- **EXERCISE REQUIREMENTS**: For the records below, print the lines from the line with "use serde::Serialize;" through the line with "let table = ClimateTable::from_reader(open_input(path)?)" exactly as written; include both end lines and exclude the rest.

- **EXCERPTED DATA**:

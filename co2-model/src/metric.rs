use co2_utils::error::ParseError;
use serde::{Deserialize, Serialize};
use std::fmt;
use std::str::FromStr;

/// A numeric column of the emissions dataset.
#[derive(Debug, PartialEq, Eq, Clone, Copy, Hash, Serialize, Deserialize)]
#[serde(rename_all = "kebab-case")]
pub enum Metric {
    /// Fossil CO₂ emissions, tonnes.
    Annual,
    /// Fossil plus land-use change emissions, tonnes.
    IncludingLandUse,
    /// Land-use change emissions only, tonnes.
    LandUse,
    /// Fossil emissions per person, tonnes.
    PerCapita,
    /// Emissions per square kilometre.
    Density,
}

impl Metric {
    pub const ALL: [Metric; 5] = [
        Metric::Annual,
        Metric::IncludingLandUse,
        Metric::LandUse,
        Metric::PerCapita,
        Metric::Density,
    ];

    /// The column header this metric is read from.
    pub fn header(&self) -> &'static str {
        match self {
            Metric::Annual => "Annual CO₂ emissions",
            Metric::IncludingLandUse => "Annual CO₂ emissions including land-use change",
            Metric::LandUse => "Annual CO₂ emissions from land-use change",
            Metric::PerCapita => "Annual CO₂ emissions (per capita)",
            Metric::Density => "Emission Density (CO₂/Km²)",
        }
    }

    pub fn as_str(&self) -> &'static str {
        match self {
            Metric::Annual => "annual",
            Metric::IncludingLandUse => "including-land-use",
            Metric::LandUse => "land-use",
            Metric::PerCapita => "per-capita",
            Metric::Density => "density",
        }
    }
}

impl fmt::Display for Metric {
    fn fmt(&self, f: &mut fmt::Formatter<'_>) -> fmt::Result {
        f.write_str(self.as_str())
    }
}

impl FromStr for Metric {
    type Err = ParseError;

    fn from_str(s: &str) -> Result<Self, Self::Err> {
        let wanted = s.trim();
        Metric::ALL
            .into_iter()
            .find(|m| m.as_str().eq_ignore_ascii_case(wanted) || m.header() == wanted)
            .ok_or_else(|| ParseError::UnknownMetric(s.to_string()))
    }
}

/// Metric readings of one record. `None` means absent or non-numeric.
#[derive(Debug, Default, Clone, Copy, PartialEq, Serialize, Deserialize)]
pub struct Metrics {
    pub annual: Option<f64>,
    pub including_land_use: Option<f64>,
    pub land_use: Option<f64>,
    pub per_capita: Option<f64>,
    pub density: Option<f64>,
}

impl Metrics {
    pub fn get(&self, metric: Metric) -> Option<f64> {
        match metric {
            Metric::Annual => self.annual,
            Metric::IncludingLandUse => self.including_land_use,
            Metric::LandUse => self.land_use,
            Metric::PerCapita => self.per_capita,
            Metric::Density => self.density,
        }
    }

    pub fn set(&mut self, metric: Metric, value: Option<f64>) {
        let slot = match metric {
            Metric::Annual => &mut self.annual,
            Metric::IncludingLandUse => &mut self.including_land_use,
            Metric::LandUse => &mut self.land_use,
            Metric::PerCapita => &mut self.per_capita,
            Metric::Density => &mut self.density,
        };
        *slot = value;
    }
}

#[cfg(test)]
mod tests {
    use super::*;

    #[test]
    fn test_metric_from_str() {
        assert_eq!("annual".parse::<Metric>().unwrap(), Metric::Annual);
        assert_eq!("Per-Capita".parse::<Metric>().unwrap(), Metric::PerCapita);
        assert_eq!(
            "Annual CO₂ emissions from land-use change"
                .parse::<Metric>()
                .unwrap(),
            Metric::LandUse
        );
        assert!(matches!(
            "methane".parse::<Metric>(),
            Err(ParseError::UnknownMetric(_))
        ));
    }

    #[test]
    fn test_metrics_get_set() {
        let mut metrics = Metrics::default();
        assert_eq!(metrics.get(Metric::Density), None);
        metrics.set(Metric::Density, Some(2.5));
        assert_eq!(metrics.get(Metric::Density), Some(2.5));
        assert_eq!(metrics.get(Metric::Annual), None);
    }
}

---

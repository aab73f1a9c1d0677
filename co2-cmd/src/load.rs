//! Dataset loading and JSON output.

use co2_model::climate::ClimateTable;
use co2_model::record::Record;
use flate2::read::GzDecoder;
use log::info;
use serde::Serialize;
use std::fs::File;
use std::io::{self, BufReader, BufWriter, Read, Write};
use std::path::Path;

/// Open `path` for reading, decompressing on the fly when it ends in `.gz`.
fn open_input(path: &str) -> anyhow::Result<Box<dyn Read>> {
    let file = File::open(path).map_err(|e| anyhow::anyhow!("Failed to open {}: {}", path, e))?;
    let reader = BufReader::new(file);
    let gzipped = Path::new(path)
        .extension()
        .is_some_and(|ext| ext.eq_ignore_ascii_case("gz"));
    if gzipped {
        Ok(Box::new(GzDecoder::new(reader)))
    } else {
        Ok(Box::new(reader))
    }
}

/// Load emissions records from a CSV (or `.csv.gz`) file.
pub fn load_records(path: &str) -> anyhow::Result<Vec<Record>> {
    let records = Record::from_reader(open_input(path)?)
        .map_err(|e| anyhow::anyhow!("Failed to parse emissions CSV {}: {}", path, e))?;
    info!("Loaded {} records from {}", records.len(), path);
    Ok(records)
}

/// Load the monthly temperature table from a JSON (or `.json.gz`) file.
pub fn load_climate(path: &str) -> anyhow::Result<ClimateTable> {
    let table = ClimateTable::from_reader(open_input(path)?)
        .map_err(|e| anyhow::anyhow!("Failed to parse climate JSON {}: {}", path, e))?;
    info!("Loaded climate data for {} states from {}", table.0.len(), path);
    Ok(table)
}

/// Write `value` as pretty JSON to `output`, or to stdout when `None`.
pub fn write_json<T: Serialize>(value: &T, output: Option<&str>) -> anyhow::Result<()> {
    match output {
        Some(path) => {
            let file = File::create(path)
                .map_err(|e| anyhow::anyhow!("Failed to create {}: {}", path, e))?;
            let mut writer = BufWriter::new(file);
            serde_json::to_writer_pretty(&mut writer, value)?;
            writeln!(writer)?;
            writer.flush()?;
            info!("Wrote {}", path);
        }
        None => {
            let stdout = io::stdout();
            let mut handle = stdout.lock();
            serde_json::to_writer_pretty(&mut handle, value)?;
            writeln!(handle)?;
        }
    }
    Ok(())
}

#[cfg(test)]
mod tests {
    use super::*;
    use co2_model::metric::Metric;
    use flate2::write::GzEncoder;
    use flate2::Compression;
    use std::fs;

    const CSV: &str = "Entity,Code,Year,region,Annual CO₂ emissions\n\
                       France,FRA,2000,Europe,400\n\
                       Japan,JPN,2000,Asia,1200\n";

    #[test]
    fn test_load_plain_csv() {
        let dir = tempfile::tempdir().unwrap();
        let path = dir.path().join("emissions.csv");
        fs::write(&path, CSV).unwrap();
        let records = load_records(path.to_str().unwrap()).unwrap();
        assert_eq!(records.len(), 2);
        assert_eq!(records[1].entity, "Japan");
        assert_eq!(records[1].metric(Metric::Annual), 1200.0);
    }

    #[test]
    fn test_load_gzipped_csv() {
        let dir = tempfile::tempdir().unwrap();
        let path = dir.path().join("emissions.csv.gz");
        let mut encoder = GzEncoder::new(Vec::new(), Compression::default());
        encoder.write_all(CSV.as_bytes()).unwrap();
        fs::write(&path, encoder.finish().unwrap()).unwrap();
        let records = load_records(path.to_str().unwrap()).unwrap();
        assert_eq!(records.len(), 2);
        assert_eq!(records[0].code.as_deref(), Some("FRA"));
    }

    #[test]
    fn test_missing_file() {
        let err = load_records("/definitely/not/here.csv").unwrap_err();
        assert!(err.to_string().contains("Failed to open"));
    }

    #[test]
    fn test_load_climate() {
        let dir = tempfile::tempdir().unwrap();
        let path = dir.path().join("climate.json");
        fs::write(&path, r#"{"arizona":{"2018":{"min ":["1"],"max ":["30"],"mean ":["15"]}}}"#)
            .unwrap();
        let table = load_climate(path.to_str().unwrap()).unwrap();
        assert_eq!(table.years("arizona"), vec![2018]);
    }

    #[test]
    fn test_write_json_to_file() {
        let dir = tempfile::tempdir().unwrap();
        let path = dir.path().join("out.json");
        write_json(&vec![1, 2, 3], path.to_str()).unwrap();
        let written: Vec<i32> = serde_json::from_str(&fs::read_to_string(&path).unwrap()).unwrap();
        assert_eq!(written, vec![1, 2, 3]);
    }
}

- **SOLVED PROBLEM**:
use serde::Serialize;
use std::fs::File;
use std::io::{self, BufReader, BufWriter, Read, Write};
use std::path::Path;

/// Open `path` for reading, decompressing on the fly when it ends in `.gz`.
fn open_input(path: &str) -> anyhow::Result<Box<dyn Read>> {
    let file = File::open(path).map_err(|e| anyhow::anyhow!("Failed to open {}: {}", path, e))?;
    let reader = BufReader::new(file);
    let gzipped = Path::new(path)
        .extension()
        .is_some_and(|ext| ext.eq_ignore_ascii_case("gz"));
    if gzipped {
        Ok(Box::new(GzDecoder::new(reader)))
    } else {
        Ok(Box::new(reader))
    }
}

/// Load emissions records from a CSV (or `.csv.gz`) file.
pub fn load_records(path: &str) -> anyhow::Result<Vec<Record>> {
    let records = Record::from_reader(open_input(path)?)
        .map_err(|e| anyhow::anyhow!("Failed to parse emissions CSV {}: {}", path, e))?;
    info!("Loaded {} records from {}", records.len(), path);
    Ok(records)
}

/// Load the monthly temperature table from a JSON (or `.json.gz`) file.
pub fn load_climate(path: &str) -> anyhow::Result<ClimateTable> {
    let table = ClimateTable::from_reader(open_input(path)?)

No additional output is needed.